Однажды — думаю, это было на пятнадцатый или на шестнадцатый день следствия — я заявил Поликарпову:
— Подписывать какие бы то ни было протоколы я категорически отказываюсь, но готов написать подробное объяснение по поводу моей голодовки.
Он ухватился за это предложение, швырнул мне бумагу и потребовал, чтобы я начинал немедленно. Пока я писал, он неотступно стоял за моей спиной, вырывал у меня каждый исписанный листок, читал и не возвращал.
Редко приходилось мне писать с таким напряжением сил и в такой обстановке, когда каждое мое слово могло обернуться смертью. Я решил написать все, использовать эту возможность, чтобы изложить свои принципы, изложить их с позиций незаконно арестованного иена партии. В эти рамки я смог заключить очень многое. Я писал, что в момент смертельной опасности, грозящей нашей стране со стороны Гитлера, не следует держать таких людей, как я, в тюрьмах и что нужно отменить все политические приговоры, отправить бывших политзаключенных на фронт или использовать их там, где они принесут пользу. Я писал, что мне 56 лет и что я готов отдать все силы для обороны страны.

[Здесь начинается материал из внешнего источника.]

use std::error::Error;
use std::path::Path;
use std::process::exit;

use clap::Parser;
use rusqlite::Connection;
use time::{Duration, OffsetDateTime};

use pocketbook::{
    NewTransaction, PasswordHash, TransactionType, ValidatedPassword, create_transaction,
    create_user, initialize_db,
};

/// A utility for creating a test database for the pocketbook web server.
#[derive(Parser, Debug)]
#[command(version, about, long_about = None)]
struct Args {
    /// File path to save the SQLite database to.
    #[arg(long, short)]
    output_path: String,
}

/// Create and populate a database for manual testing.
fn main() -> Result<(), Box<dyn Error>> {
    let args = Args::parse();

    let output_path = Path::new(&args.output_path);

    match output_path.extension() {
        None => {
            eprintln!("Output path must include a file extension (e.g., 'my_database.db').");
            exit(1);
        }
        Some(extension) if extension.is_empty() => {
            eprintln!("Output path must include a file extension (e.g., 'my_database.db').");
            exit(1);
        }
        _ => {}
    }

    if output_path.is_file() {
        eprintln!("File already exists at {output_path:#?}!");
        exit(1);
    }

    println!("Creating database at {output_path:#?}");
    let conn = Connection::open(output_path)?;

    initialize_db(&conn)?;

    println!("Creating test user...");

    let password_hash = PasswordHash::new(
        ValidatedPassword::new_unchecked("test"),
        PasswordHash::DEFAULT_COST,
    )?;
    let user = create_user("demo@local.dev", password_hash, &conn)?;

    println!("Creating demo transactions...");

    let now = OffsetDateTime::now_utc();
    let demo_transactions = [
        ("Groceries", 150_000.0, TransactionType::Expense, "Food", 2),
        ("Salary", 5_000_000.0, TransactionType::Income, "Other", 1),
        ("Coffee", 45_000.0, TransactionType::Expense, "Food", 0),
    ];

    for (title, amount, kind, category, days_ago) in demo_transactions {
        let transaction = NewTransaction::new(title, amount, kind, category)?
            .created_at(now - Duration::days(days_ago));

        create_transaction(user.id, transaction, &conn)?;
    }

    println!("Success! Log in with demo@local.dev and the password 'test'.");

    Ok(())
}
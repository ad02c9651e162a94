//! This file defines the templates and a convenience function for creating the navigation bar.

use maud::{Markup, html};

use crate::endpoints;

/// Template for a link in the navigation bar.
///
/// It will change appearance if `is_current` is set to
/// `true`. Only one link should be set as active at any one time.
#[derive(Clone)]
struct Link<'a> {
    url: &'a str,
    title: &'a str,
    is_current: bool,
}

impl Link<'_> {
    fn into_desktop_html(self) -> Markup {
        let style = if self.is_current {
            "block py-2 px-3 text-white bg-blue-700 rounded-sm lg:bg-transparent
        lg:text-blue-700 lg:p-0 dark:text-white lg:dark:text-blue-500"
        } else {
            "block py-2 px-3 text-gray-900 rounded-sm hover:bg-gray-100
        lg:hover:bg-transparent lg:border-0 lg:hover:text-blue-700 lg:p-0
        dark:text-white lg:dark:hover:text-blue-500 dark:hover:bg-gray-700
        dark:hover:text-white lg:dark:hover:bg-transparent"
        };

        html!( a href=(self.url) class=(style) { (self.title) } )
    }

    fn into_mobile_html(self) -> Markup {
        let style = if self.is_current {
            "flex w-full min-w-0 items-center justify-center rounded-lg \
            bg-blue-50 px-2.5 py-2 text-xs font-semibold leading-tight \
            text-blue-700 shadow-sm sm:px-4 sm:text-sm \
            dark:bg-blue-900/30 dark:text-blue-200"
        } else {
            "flex w-full min-w-0 items-center justify-center rounded-lg \
            px-2.5 py-2 text-xs font-semibold leading-tight text-gray-600 \
            sm:px-4 sm:text-sm \
            hover:bg-blue-50/70 hover:text-blue-700 dark:text-gray-300 \
            dark:hover:bg-blue-900/20 dark:hover:text-blue-200"
        };

        html!(
            a
                href=(self.url)
                class=(style)
                aria-current=[self.is_current.then_some("page")]
            {
                span class="truncate" { (self.title) }
            }
        )
    }
}

pub struct NavBar<'a> {
    links: Vec<Link<'a>>,
}

impl NavBar<'_> {
    /// Get the navigation bar.
    ///
    /// If a link matches `active_endpoint`, then that link will be
    /// marked as active and displayed differently in the HTML.
    pub fn new(active_endpoint: &str) -> NavBar<'_> {
        let links = vec![
            Link {
                url: endpoints::DASHBOARD_VIEW,
                title: "Dashboard",
                is_current: active_endpoint == endpoints::DASHBOARD_VIEW,
            },
            Link {
                url: endpoints::TRANSACTIONS_VIEW,
                title: "History",
                is_current: active_endpoint == endpoints::TRANSACTIONS_VIEW,
            },
            Link {
                url: endpoints::PROFILE_VIEW,
                title: "Profile",
                is_current: active_endpoint == endpoints::PROFILE_VIEW,
            },
            Link {
                url: endpoints::SETTINGS_VIEW,
                title: "Settings",
                is_current: active_endpoint == endpoints::SETTINGS_VIEW,
            },
            Link {
                url: endpoints::LOG_OUT,
                title: "Log out",
                is_current: false,
            },
        ];

        NavBar { links }
    }

    pub fn into_html(self) -> Markup {
        let links = self.links;

        // Template adapted from https://flowbite.com/docs/components/navbar/#default-navbar
        html!(
            nav class="bg-white border-gray-200 dark:bg-gray-900"
            {
                div
                    class="max-w-screen-xl flex flex-wrap items-center justify-between mx-auto p-4"
                {
                    a
                        href="/"
                        class="flex items-center space-x-3 rtl:space-x-reverse"
                    {
                        img
                            src="/static/favicon-128x128.png"
                            alt="Pocketbook Logo"
                            class="h-8"
                        ;

                        span
                            class="self-center text-2xl font-semibold whitespace-nowrap dark:text-white"
                        {
                            "Pocketbook"
                        }
                    }

                    div class="hidden w-full lg:block lg:w-auto"
                    {
                        ul
                            class="font-medium flex flex-col p-4 lg:p-0 mt-4
                            border border-gray-100 rounded bg-gray-50
                            lg:flex-row lg:space-x-8 rtl:space-x-reverse lg:mt-0
                            lg:border-0 lg:bg-white dark:bg-gray-800
                            lg:dark:bg-gray-900 dark:border-gray-700"
                        {
                            @for link in links.clone().into_iter() {
                                li { (link.into_desktop_html()) }
                            }
                        }
                    }
                }
            }

            nav class="fixed inset-x-0 bottom-0 z-40 lg:hidden"
            {
                div class="mx-auto max-w-screen-xl px-4 pb-4"
                {
                    div
                        class="rounded-xl border border-gray-200 bg-white/95
                        shadow-lg backdrop-blur dark:border-gray-700 dark:bg-gray-900/95"
                    {
                        ul
                            class="grid grid-cols-5 gap-2 px-4 py-3 text-xs font-semibold
                            text-gray-600 dark:text-gray-300"
                            aria-label="Primary"
                        {
                            @for link in links.into_iter() {
                                li class="min-w-0" { (link.into_mobile_html()) }
                            }
                        }
                    }
                }
            }
        )
    }
}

Дальше я писал о своем глубоком возмущении методами, применяемыми НКВД для получения показаний и признаний арестованных. Это место я хорошо помню, потому что Поликарпов, дойдя до него, прочитал вслух:
«Методы, используемые следствием для получения насильственных признаний, считаю неправильными и вредными не только потому, что они несправедливы по отношению к обвиняемым, но и потому что они нравственно разлагают тех, кто ими пользуется. Рука, ударившая беззащитного, не сможет удержать винтовку, когда придет время бороться с вооруженным до зубов врагом».
Дочитав последнюю фразу, Поликарпов вдруг заорал: «Прекратить!». Он был относительно малоразвитым человеком, на его счету было немало избитых, а затем расстрелянных людей. А вот теперь он забегал по кабинету в крайнем возбуждении. Было примерно три часа ночи. Кончалась белая полярная ночь и всходило солнце.

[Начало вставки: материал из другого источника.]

//! Log-out route handler that invalidates the auth cookie.

use axum::response::{IntoResponse, Redirect, Response};
use axum_extra::extract::PrivateCookieJar;

use crate::{auth::invalidate_auth_cookie, endpoints};

/// Invalidate the auth cookie and redirect the client to the log-in page.
pub async fn get_log_out(jar: PrivateCookieJar) -> Response {
    let jar = invalidate_auth_cookie(jar);

    (jar, Redirect::to(endpoints::LOG_IN_VIEW)).into_response()
}

#[cfg(test)]
mod log_out_tests {
    use axum::http::{StatusCode, header::SET_COOKIE};
    use axum_extra::extract::{
        PrivateCookieJar,
        cookie::{Cookie, Key},
    };
    use sha2::{Digest, Sha512};
    use time::{Duration, OffsetDateTime, UtcOffset};

    use crate::{
        auth::{COOKIE_TOKEN, DEFAULT_COOKIE_DURATION, UserID, set_auth_cookie},
        endpoints,
        test_utils::get_header,
    };

    use super::get_log_out;

    #[tokio::test]
    async fn log_out_expires_cookie_and_redirects() {
        let jar = PrivateCookieJar::new(Key::from(&Sha512::digest("42")));
        let jar = set_auth_cookie(jar, UserID::new(123), DEFAULT_COOKIE_DURATION, UtcOffset::UTC)
            .unwrap();

        let response = get_log_out(jar).await;

        assert_eq!(response.status(), StatusCode::SEE_OTHER);
        assert_eq!(get_header(&response, "location"), endpoints::LOG_IN_VIEW);

        let cookie = response
            .headers()
            .get_all(SET_COOKIE)
            .iter()
            .filter_map(|header| Cookie::parse(header.to_str().ok()?.to_owned()).ok())
            .find(|cookie| cookie.name() == COOKIE_TOKEN)
            .expect("No token cookie set");
        assert_eq!(cookie.max_age(), Some(Duration::ZERO));
        assert_eq!(cookie.expires_datetime(), Some(OffsetDateTime::UNIX_EPOCH));
    }
}
//! The session token stored in the encrypted auth cookie.

use serde::{Deserialize, Serialize};
use time::OffsetDateTime;

use crate::auth::UserID;

mod datetime_format {
    //! Serializes a [time::OffsetDateTime] with two digit hours.
    //!
    //! The default serializer writes midnight as "0:00:00.0", which the
    //! default deserializer then rejects because it expects two digit hours.
    use serde::{Deserialize, Deserializer, Serializer};
    use time::{
        OffsetDateTime, format_description::BorrowedFormatItem, macros::format_description,
    };

    /// e.g. "2025-01-15 20:00:00.0 +07:00:00".
    const DATE_TIME_FORMAT: &[BorrowedFormatItem] = format_description!(
        "[year]-[month]-[day] [hour]:[minute]:[second].[subsecond] [offset_hour \
             sign:mandatory]:[offset_minute]:[offset_second]"
    );

    pub fn serialize<S>(date_time: &OffsetDateTime, serializer: S) -> Result<S::Ok, S::Error>
    where
        S: Serializer,
    {
        let formatted = date_time
            .format(DATE_TIME_FORMAT)
            .map_err(serde::ser::Error::custom)?;
        serializer.serialize_str(&formatted)
    }

    pub fn deserialize<'de, D>(deserializer: D) -> Result<OffsetDateTime, D::Error>
    where
        D: Deserializer<'de>,
    {
        let text = String::deserialize(deserializer)?;
        OffsetDateTime::parse(&text, DATE_TIME_FORMAT).map_err(serde::de::Error::custom)
    }
}

/// Identifies the logged in user and when their session ends.
#[derive(Serialize, Deserialize, Debug, PartialEq)]
pub struct Token {
    pub user_id: UserID,

    #[serde(with = "datetime_format")]
    pub expires_at: OffsetDateTime,
}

Дальше я опишу суть нашего дальнейшего разговора: помню его вполне отчетливо, хотя немало прошло времени с тех пор, и может быть, кое-какие слова и выражения выпали из памяти.
«— Давайте разберемся», — говорил мне Поликарпов. — Представьте себе, что вас, члена партии, поставили командовать партизанским отрядом. Вы попали в засаду, и вам необходимо узнать, где враг и как из засады выбраться, как вывести свой отряд. Вам нужен «язык», и от того, заговорит ли этот «язык» или нет, зависит не только судьба подчиненных вам партизан, но и многих других людей. У вас остается всего несколько часов. Можете вы себе это представить?
«— Да, могу», — сказал я.
— Уходят минуты. «Язык» отказывается говорить. А у вас выбор: пощадить этого гада или спасти тысячи жизней советских людей. Что бы вы стали делать?
Я не отвечал.
— Приказываю говорить! — заорал Поликарпов и крепко сжал кулаки. — А нет, так...
— Хорошо, — сказал я. — Если все так, как вы говорите, если отряд в окружении, если остаются считанные минуты, то я ударил бы этого человека.
Поликарпов рассмеялся:
— Так для чего же тогда писать?
На этом в ту ночь допрос и закончился. По-видимому, Поликарпов считал, что нашел себе оправдание, и ему было невдомек, что между лагерем в Норильске и партизанским отрядом очень мало общего. На одном из следующих допросов Поликарпов зачитал из моего «объяснения» то место, где говорилось, что необходимо освободить в связи с войной всех политических заключенных и прекратить дальнейшие репрессии. Затем он спросил:
— Предположим, что мы вас освободим. Вы на этом успокоитесь?
— Нет, буду требовать восстановления в партии.
— А тогда успокоитесь?
— Конечно, нет. Я стал бы требовать пересмотра моего дела и возвращения мне всех прав.
— А потом что?
— Требовал бы освобождения всех, кто был, подобно мне, незаконно репрессирован.
— Что бы вы все стали делать после этого?
— Пошли бы на фронт или работали бы для фронта и победы. И не задавали бы никаких вопросов до конца войны.
— А когда война кончится? Люди же не ангелы — вы ведь знаете. — При этом Поликарпов изобразил ангела с крылышками. — Думаете, люди забудут, что их арестовывали, сажали, били?
— Сомневаюсь, чтобы они это забыли. А после войны, не раньше, нужно будет основательно разобраться: кто виноват во всех этих арестах, приговорах и избиениях.
— Чего же вы тогда потребуете? Чтобы нас посадили?
— Если выяснится, что вы того заслуживаете...
— Вы что, думаете — мы совсем уж дураки?
На этом и закончился тогда наш разговор.
Меня этот разговор не удивил. Поликарпов активно участвовал в терроре тридцатых годов.
«— Если посчитать», — сказал он мне однажды, — скольких я своей рукой расстрелял, то цифра получится четырехзначная.
Что же за человек был этот Поликарпов? Как он жил? В первые дни следствия, чтобы как-то расположить меня к себе, он кое-что рассказал о своей жизни. Начинал шахтером в Донбассе. Во время Гражданской войны вступил в партию. В 1924 году был мобилизован в НКВД — сначала рядовым. Затем его послали на какие-то курсы, откуда он вышел следователем по политическим делам. Был он, по-видимому, хорошим семьянином, вел себя скромно. Так, например, при мне он ел только черный хлеб без масла. Думаю, так он и привык.
Когда моя «объяснительная записка» была дописана — а она кончалась словами: «Да здравствует демократический социализм», — в ней в общей сложности оказалось двадцать три страницы. Поликарпов сказал:
— Подпишите.
А когда я подписал, он заметил:
— Сейчас вы подписали свой смертный приговор.
На это я ответил:
— Даже если моя объяснительная записка — основание для смертного приговора, я все равно не изменю в тексте ни одного слова.